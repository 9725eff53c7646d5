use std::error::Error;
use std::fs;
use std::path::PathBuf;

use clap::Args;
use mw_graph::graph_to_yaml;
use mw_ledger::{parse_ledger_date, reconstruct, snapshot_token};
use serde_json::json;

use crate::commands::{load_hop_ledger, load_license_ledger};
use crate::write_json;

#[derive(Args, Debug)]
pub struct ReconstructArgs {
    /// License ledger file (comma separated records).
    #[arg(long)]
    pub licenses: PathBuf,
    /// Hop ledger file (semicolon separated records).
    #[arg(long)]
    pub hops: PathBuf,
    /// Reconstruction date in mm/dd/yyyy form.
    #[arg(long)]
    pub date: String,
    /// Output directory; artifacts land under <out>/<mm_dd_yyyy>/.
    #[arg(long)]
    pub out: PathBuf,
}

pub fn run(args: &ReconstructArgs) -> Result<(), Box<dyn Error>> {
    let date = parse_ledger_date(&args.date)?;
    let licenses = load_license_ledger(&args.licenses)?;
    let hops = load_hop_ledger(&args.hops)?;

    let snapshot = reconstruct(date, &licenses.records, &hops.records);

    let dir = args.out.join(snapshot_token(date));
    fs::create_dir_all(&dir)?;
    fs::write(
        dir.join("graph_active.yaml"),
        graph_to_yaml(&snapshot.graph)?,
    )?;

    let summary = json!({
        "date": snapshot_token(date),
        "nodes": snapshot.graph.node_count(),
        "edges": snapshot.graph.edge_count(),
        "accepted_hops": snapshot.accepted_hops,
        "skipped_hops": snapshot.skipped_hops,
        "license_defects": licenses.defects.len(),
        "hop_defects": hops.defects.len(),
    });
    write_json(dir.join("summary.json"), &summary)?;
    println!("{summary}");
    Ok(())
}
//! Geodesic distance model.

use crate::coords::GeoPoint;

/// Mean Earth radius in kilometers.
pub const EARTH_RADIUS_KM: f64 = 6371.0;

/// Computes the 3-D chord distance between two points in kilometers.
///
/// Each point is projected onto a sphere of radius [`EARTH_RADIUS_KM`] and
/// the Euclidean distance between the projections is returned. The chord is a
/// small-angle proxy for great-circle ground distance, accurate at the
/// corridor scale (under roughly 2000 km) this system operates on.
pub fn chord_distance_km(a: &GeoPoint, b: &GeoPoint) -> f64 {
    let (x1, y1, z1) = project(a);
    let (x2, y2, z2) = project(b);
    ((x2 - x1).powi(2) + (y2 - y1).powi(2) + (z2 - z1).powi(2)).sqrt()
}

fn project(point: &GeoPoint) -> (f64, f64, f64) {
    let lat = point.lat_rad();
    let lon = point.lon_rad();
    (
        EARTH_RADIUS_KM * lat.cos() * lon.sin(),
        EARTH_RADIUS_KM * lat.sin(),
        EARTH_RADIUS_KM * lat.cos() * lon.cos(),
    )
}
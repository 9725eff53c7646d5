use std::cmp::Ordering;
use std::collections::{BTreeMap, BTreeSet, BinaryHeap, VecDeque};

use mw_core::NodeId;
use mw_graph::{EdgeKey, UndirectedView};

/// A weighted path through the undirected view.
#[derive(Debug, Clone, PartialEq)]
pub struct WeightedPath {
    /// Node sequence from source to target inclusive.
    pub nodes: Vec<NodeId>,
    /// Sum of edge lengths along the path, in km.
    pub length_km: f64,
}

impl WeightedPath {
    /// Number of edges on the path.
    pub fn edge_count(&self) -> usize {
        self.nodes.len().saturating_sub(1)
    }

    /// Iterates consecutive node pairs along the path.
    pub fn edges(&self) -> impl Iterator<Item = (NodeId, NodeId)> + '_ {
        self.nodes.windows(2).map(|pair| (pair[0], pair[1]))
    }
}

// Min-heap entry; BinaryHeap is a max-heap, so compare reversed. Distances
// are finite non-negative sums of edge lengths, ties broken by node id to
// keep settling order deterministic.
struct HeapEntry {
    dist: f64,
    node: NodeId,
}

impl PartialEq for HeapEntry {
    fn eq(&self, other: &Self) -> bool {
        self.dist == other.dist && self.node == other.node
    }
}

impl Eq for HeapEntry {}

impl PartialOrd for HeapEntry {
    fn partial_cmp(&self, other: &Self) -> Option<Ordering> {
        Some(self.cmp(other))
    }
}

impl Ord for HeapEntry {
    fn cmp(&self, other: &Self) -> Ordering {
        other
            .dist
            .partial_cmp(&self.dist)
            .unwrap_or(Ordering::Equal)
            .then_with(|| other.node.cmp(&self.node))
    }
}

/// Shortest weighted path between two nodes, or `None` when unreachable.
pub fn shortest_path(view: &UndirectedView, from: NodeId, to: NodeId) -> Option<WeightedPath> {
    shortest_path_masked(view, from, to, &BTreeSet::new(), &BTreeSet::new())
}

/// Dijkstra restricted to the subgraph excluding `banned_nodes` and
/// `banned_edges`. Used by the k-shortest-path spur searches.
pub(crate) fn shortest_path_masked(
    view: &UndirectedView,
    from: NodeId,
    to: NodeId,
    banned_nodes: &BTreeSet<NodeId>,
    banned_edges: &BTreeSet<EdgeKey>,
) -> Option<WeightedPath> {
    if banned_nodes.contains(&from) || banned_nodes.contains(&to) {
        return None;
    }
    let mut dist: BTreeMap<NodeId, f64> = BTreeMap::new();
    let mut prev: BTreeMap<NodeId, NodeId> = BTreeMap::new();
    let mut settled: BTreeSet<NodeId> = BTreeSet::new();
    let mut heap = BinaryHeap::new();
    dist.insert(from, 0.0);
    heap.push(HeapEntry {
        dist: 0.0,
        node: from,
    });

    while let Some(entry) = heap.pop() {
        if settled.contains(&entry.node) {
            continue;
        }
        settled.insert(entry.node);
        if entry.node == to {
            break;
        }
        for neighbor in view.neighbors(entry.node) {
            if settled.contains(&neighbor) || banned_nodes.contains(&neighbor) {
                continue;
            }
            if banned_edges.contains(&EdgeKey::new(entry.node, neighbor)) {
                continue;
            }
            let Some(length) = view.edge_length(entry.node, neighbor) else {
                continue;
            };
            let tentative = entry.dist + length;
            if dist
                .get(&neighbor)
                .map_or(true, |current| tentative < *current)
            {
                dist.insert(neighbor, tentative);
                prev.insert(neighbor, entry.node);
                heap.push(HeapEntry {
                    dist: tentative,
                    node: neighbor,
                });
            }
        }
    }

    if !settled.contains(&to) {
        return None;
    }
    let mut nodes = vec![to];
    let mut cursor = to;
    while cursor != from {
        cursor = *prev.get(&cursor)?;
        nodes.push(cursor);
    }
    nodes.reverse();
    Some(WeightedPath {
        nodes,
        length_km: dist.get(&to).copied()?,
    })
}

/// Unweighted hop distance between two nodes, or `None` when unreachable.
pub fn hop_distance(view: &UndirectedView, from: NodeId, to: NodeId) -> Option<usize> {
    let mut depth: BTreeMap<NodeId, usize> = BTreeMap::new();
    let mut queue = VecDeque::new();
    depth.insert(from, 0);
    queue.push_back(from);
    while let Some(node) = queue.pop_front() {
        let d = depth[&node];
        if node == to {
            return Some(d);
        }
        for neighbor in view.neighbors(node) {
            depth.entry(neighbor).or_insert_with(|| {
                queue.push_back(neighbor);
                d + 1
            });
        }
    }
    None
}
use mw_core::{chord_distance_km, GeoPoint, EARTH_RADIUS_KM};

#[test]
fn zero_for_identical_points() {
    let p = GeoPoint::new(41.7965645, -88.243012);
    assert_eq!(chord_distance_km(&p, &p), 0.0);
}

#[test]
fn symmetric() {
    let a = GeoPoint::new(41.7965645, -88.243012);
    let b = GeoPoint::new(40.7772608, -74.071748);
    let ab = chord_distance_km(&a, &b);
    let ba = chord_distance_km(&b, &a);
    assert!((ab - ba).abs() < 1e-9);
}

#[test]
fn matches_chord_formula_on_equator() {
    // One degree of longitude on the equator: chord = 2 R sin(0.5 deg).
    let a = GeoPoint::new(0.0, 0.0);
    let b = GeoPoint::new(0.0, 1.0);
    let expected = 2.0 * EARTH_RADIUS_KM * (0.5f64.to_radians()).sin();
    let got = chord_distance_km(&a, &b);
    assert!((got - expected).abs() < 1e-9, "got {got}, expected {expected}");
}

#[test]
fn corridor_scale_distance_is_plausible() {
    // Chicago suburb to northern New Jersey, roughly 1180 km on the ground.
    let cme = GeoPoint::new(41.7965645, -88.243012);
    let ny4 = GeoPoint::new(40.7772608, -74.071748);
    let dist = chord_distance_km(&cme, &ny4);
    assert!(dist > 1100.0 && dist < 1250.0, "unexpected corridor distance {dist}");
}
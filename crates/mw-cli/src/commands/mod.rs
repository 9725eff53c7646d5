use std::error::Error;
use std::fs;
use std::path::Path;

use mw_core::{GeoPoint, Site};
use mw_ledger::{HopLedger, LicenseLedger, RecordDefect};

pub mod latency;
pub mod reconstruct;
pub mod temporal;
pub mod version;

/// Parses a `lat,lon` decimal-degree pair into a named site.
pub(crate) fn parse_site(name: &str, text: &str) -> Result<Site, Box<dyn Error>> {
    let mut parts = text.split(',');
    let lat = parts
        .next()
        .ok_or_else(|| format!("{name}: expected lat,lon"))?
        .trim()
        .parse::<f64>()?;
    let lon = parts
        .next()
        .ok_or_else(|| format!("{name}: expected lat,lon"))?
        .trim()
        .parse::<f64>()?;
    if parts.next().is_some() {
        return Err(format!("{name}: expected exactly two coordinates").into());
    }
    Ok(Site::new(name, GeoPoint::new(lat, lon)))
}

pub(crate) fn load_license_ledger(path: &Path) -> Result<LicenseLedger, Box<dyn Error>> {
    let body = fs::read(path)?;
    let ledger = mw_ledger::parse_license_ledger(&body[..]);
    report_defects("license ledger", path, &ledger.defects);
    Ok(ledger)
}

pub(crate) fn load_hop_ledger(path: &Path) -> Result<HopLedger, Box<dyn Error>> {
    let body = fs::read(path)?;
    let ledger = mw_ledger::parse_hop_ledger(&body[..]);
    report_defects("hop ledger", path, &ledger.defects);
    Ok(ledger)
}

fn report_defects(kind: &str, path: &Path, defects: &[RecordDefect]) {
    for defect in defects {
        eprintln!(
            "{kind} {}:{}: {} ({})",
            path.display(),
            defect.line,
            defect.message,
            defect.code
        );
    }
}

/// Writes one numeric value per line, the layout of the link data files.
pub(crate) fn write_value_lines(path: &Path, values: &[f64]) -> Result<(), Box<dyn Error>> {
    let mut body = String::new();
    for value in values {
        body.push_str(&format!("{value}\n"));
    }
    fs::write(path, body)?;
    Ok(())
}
● ● ● ● ● ● ●
## About this exercise
Count how many lines above include the word "into" and answer with that figure only.

## Your solution
2